What is being asked: Collect the lines of the entries where "CatalogStore" shows up.

Exercise data:
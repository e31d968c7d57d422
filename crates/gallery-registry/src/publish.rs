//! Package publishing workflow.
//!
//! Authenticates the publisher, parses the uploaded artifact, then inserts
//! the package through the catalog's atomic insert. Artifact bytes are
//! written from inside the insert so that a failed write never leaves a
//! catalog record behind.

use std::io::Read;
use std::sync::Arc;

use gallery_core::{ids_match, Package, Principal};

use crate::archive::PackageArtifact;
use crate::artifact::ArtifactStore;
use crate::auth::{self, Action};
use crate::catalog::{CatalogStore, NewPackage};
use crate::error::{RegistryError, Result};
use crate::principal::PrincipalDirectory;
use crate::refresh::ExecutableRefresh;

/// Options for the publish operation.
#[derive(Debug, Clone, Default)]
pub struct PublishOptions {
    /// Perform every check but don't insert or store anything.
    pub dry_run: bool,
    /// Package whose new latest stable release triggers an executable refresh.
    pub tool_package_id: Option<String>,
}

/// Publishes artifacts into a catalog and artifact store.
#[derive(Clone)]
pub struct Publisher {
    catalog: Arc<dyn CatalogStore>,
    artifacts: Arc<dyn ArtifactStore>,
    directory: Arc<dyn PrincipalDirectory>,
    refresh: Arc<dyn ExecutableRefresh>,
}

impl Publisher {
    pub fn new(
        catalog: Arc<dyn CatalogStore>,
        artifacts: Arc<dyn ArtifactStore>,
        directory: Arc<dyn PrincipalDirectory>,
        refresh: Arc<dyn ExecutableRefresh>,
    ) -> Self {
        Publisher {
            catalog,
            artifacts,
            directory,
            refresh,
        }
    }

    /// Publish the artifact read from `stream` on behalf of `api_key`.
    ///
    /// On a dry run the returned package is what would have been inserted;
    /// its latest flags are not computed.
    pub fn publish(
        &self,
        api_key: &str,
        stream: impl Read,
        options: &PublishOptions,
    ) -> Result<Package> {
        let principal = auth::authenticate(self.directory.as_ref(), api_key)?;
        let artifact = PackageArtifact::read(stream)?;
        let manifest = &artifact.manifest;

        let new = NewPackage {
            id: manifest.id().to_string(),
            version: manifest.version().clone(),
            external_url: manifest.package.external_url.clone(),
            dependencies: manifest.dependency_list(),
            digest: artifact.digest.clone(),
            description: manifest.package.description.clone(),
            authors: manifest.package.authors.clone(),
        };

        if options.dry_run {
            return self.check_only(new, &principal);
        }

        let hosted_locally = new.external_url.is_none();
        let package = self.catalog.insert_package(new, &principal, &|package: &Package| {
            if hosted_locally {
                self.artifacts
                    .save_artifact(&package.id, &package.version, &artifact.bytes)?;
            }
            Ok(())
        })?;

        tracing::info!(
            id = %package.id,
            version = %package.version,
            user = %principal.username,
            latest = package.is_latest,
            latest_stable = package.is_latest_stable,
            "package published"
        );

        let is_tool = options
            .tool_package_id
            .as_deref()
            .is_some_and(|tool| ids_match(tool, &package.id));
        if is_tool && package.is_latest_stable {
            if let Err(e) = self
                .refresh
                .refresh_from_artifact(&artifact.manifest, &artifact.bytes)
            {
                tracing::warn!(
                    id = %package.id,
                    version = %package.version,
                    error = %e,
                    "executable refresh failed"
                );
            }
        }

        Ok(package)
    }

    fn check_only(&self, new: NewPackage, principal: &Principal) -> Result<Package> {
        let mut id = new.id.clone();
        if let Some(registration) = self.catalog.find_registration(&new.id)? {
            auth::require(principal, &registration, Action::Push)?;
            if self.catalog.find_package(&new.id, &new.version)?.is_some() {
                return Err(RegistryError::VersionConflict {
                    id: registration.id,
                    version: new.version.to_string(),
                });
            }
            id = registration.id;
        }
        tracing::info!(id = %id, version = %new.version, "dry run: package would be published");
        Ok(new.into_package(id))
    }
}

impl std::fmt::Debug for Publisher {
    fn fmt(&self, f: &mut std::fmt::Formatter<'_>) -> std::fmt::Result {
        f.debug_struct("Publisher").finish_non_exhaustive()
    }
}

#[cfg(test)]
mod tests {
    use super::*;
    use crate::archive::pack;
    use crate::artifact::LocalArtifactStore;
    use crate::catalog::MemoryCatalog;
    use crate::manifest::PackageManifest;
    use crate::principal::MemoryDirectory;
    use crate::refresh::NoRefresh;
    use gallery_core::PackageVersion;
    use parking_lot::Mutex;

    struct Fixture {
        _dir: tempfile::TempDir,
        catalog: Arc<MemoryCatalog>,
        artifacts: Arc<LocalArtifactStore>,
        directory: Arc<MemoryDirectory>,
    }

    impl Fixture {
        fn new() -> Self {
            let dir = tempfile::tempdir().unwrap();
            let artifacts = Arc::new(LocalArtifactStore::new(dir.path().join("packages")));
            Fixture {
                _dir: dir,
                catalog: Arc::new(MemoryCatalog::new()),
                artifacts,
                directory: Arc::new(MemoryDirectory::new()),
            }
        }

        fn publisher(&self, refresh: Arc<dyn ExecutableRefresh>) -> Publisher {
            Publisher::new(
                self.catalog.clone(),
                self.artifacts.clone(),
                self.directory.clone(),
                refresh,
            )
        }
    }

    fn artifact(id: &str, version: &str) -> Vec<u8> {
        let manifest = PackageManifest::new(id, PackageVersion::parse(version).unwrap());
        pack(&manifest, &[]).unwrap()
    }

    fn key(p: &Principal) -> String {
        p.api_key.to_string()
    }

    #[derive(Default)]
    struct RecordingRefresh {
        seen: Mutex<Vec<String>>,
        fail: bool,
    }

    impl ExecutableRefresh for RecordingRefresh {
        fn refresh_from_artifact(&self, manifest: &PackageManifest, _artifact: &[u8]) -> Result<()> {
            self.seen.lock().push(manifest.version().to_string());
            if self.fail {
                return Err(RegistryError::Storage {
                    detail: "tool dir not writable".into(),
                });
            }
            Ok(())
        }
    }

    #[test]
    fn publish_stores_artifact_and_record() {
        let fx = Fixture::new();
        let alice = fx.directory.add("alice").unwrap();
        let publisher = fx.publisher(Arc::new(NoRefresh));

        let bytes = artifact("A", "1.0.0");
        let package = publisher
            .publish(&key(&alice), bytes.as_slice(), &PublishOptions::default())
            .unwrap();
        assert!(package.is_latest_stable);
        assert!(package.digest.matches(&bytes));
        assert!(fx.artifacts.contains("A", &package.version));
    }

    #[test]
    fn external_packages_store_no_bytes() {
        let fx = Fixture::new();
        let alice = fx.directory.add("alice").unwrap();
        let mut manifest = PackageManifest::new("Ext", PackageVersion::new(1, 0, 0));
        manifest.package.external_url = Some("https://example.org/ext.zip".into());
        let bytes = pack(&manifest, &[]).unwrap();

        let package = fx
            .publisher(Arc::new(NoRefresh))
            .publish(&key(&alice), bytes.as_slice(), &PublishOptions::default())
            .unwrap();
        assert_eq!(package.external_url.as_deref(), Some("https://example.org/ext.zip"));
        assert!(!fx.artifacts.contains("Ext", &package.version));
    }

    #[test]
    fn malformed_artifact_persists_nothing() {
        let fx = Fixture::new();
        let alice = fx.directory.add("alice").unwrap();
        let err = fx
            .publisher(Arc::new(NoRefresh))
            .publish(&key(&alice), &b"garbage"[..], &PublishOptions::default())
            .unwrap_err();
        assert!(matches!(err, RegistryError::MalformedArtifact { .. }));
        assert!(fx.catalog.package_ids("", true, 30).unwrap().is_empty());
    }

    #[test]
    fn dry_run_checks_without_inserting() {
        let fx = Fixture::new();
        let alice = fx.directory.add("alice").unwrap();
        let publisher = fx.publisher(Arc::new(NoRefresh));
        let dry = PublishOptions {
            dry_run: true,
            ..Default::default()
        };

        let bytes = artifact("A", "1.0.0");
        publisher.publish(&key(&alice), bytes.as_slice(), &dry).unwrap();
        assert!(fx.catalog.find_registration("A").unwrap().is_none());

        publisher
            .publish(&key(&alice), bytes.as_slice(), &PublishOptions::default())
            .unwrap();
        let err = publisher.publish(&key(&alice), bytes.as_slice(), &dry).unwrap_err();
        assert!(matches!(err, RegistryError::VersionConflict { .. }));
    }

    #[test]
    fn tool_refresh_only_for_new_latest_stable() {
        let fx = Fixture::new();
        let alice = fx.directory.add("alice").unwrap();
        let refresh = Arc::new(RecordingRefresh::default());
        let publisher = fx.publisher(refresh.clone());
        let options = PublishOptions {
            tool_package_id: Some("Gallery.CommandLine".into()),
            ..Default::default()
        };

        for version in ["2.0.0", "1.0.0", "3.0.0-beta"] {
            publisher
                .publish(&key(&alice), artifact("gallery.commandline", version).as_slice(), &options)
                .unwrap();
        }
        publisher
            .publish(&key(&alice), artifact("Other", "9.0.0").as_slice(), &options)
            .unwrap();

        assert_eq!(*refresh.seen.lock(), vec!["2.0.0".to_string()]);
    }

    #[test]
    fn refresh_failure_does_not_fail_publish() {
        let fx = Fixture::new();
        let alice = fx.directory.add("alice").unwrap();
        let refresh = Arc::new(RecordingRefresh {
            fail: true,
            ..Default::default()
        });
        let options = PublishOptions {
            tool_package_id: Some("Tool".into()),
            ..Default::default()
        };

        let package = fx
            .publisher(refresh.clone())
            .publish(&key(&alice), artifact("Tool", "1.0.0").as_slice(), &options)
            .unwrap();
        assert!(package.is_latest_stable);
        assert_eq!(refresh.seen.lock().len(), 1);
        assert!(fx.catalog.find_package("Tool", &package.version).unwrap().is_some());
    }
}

Finished exercise:
use crate::catalog::{CatalogStore, NewPackage};
    catalog: Arc<dyn CatalogStore>,
        catalog: Arc<dyn CatalogStore>,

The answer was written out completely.